Dent cassée en se tapant la tête contre un panneau : accident !

Un assuré assiste à une manifestation sportive. Dans la foule, il se tape la tête contre un panneau  d’orientation placé là provisoirement. Une dent est cassée,  entraînant une facture de dentiste de plus de 2000.-. L’assureur accidents refuse la prise en charge en faisant valoir en substance :

- dans sa déclaration inititiale, l’assuré a juste indiqué que sa bouche avait tapé contre le panneau, sans dire qu’il aurait été bousculé par la foule des spectateurs, ni qu’il aurait trébuché ; ce n’est que par la suite qu’il a dit avoir été poussé  et avoir de ce fait trébuché en heurtant du pied le socle du panneau, ce qui constitue une contradiction nécessitant que la préférence soit donnée à la “version de la 1ère heure”

- or, un tel choc n’a de toute façon pas pas le caractère de soudaineté extraordinaire exigé d’habitude pour qu’un événement soit considéré comme un accident.

Le Tribunal cantonal des assurances donne tort à l’assureur, qui recourt au TF.
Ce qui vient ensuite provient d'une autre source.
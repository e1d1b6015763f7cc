// Copyright (c) 2025 Steve Wagner (ciroque@live.com)
// SPDX-License-Identifier: MIT

use async_trait::async_trait;
use std::collections::BTreeMap;
use std::io::ErrorKind;
use std::path::{Path, PathBuf};
use tokio::sync::Mutex;

use crate::errors::PortError;
use crate::traits::SecretPort;

/// Secrets kept in a dotenv file.
///
/// The file is re-read on every call so external edits are picked up.
/// Updates rewrite only the affected line and keep comments and ordering.
pub struct DotenvSecretAdapter {
    path: PathBuf,
    write_lock: Mutex<()>,
}

impl DotenvSecretAdapter {
    pub fn new(path: impl Into<PathBuf>) -> Self {
        Self {
            path: path.into(),
            write_lock: Mutex::new(()),
        }
    }

    pub fn path(&self) -> &Path {
        &self.path
    }

    async fn read_values(&self) -> Result<BTreeMap<String, String>, PortError> {
        match tokio::fs::read_to_string(&self.path).await {
            Ok(content) => parse_dotenv(&content),
            Err(e) if e.kind() == ErrorKind::NotFound => Ok(BTreeMap::new()),
            Err(e) => Err(e.into()),
        }
    }

    async fn read_lines(&self) -> Result<Vec<String>, PortError> {
        match tokio::fs::read_to_string(&self.path).await {
            Ok(content) => Ok(content.lines().map(str::to_string).collect()),
            Err(e) if e.kind() == ErrorKind::NotFound => Ok(Vec::new()),
            Err(e) => Err(e.into()),
        }
    }

    async fn write_lines(&self, lines: &[String]) -> Result<(), PortError> {
        if let Some(parent) = self.path.parent() {
            if !parent.as_os_str().is_empty() {
                tokio::fs::create_dir_all(parent).await?;
            }
        }
        let mut content = lines.join("\n");
        if !content.is_empty() {
            content.push('\n');
        }
        tokio::fs::write(&self.path, content).await?;
        Ok(())
    }
}

fn parse_dotenv(content: &str) -> Result<BTreeMap<String, String>, PortError> {
    let mut values = BTreeMap::new();
    for item in dotenvy::from_read_iter(content.as_bytes()) {
        let (key, value) = item.map_err(|e| PortError::Serialization(e.to_string()))?;
        values.insert(key, value);
    }
    Ok(values)
}

/// The variable a `KEY=value` line assigns, ignoring blanks, comments and
/// a leading `export`.
fn key_from_line(line: &str) -> Option<&str> {
    let trimmed = line.trim();
    if trimmed.is_empty() || trimmed.starts_with('#') {
        return None;
    }
    let trimmed = trimmed.strip_prefix("export ").unwrap_or(trimmed);
    let (key, _) = trimmed.split_once('=')?;
    let key = key.trim();
    if key.is_empty() {
        None
    } else {
        Some(key)
    }
}

/// Writes `value` double-quoted. dotenvy substitutes `$VAR` inside double
/// quotes, so `$` is escaped along with `\\`, `"` and line breaks.
fn format_line(key: &str, value: &str) -> String {
    let mut escaped = String::with_capacity(value.len() + 2);
    for c in value.chars() {
        match c {
            '\\' => escaped.push_str("\\\\"),
            '"' => escaped.push_str("\\\""),
            '$' => escaped.push_str("\\$"),
            '\n' => escaped.push_str("\\n"),
            c => escaped.push(c),
        }
    }
    format!("{}=\"{}\"", key, escaped)
}

#[async_trait]
impl SecretPort for DotenvSecretAdapter {
    async fn get(&self, key: &str) -> Result<Option<String>, PortError> {
        Ok(self.read_values().await?.remove(key))
    }

    async fn set(&self, key: &str, value: &str) -> Result<(), PortError> {
        let _guard = self.write_lock.lock().await;
        let mut lines = self.read_lines().await?;
        let line = format_line(key, value);

        match lines.iter().position(|l| key_from_line(l) == Some(key)) {
            Some(index) => lines[index] = line,
            None => lines.push(line),
        }
        // Later duplicates would shadow the updated line.
        let mut seen = false;
        lines.retain(|l| {
            if key_from_line(l) != Some(key) {
                return true;
            }
            let keep = !seen;
            seen = true;
            keep
        });

        self.write_lines(&lines).await
    }

    async fn remove(&self, key: &str) -> Result<(), PortError> {
        let _guard = self.write_lock.lock().await;
        let mut lines = self.read_lines().await?;
        let before = lines.len();
        lines.retain(|l| key_from_line(l) != Some(key));
        if lines.len() == before {
            return Ok(());
        }
        self.write_lines(&lines).await
    }

    async fn list(&self) -> Result<BTreeMap<String, String>, PortError> {
        self.read_values().await
    }

    fn name(&self) -> &'static str {
        "dotenv"
    }
}

#[cfg(test)]
mod tests {
    use super::*;
    use tempfile::TempDir;

    #[test]
    fn test_key_from_line() {
        assert_eq!(key_from_line("FOO=bar"), Some("FOO"));
        assert_eq!(key_from_line("  API_KEY = y  "), Some("API_KEY"));
        assert_eq!(key_from_line("export TOKEN=abc"), Some("TOKEN"));
        assert_eq!(key_from_line("# FOO=bar"), None);
        assert_eq!(key_from_line(""), None);
        assert_eq!(key_from_line("no_equals_sign"), None);
    }

    #[tokio::test]
    async fn test_missing_file_is_empty() {
        let dir = TempDir::new().unwrap();
        let adapter = DotenvSecretAdapter::new(dir.path().join(".env"));

        assert_eq!(adapter.get("ANY").await.unwrap(), None);
        assert!(adapter.list().await.unwrap().is_empty());
        adapter.remove("ANY").await.unwrap();
    }

    #[tokio::test]
    async fn test_set_preserves_comments_and_order() {
        let dir = TempDir::new().unwrap();
        let path = dir.path().join(".env");
        std::fs::write(&path, "# api keys\nA=1\nB=2\n").unwrap();
        let adapter = DotenvSecretAdapter::new(&path);

        adapter.set("A", "one").await.unwrap();
        adapter.set("C", "with \"quotes\"").await.unwrap();

        let content = std::fs::read_to_string(&path).unwrap();
        assert_eq!(
            content,
            "# api keys\nA=\"one\"\nB=2\nC=\"with \\\"quotes\\\"\"\n"
        );
        assert_eq!(adapter.get("A").await.unwrap(), Some("one".to_string()));
        assert_eq!(adapter.get("C").await.unwrap(), Some("with \"quotes\"".to_string()));
    }

    #[tokio::test]
    async fn test_set_round_trips_special_characters() {
        let dir = TempDir::new().unwrap();
        let path = dir.path().join(".env");
        std::fs::write(&path, "PLAIN=ok\n").unwrap();
        let adapter = DotenvSecretAdapter::new(&path);

        let values = [
            ("PW", "pa$word"),
            ("VAR", "${HOME}/$USER"),
            ("SINGLE", "it's"),
            ("DOUBLE", "say \"hi\""),
            ("BACKSLASH", "C:\\temp\\"),
            ("MULTILINE", "line one\nline two"),
            ("MIXED", "a'b\"c$d\\e\nf"),
        ];
        for (key, value) in values {
            adapter.set(key, value).await.unwrap();
        }

        for (key, value) in values {
            assert_eq!(adapter.get(key).await.unwrap().as_deref(), Some(value), "{}", key);
        }
        let listed = adapter.list().await.unwrap();
        assert_eq!(listed.len(), values.len() + 1);
        assert_eq!(listed["PLAIN"], "ok");
        assert_eq!(listed["MIXED"], "a'b\"c$d\\e\nf");
    }

    #[tokio::test]
    async fn test_remove_drops_line() {
        let dir = TempDir::new().unwrap();
        let path = dir.path().join(".env");
        std::fs::write(&path, "A=1\nB=2\n").unwrap();
        let adapter = DotenvSecretAdapter::new(&path);

        adapter.remove("A").await.unwrap();

        assert_eq!(adapter.get("A").await.unwrap(), None);
        assert_eq!(std::fs::read_to_string(&path).unwrap(), "B=2\n");
    }
}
Celui-ci admet le caractère accidentel. Il ne voit aucune contradiction entre la 1ère version, résumée, et la seconde, précisant la  cause du choc (bousculade ou faux-pas) . Peu importe d’ailleurs : le simple fait que la dent se soit cassée lors du choc contre le panneau suffit à faire admettre l’existence d’un accident. Le TF se réfère à cet égard à son changement de jurisprudence de 2008 dans l’affaire d’une dent cassée contre le volant d’une auto-tamponneuse (ATF 134 V 72), où le caractère accidentel avait été admis.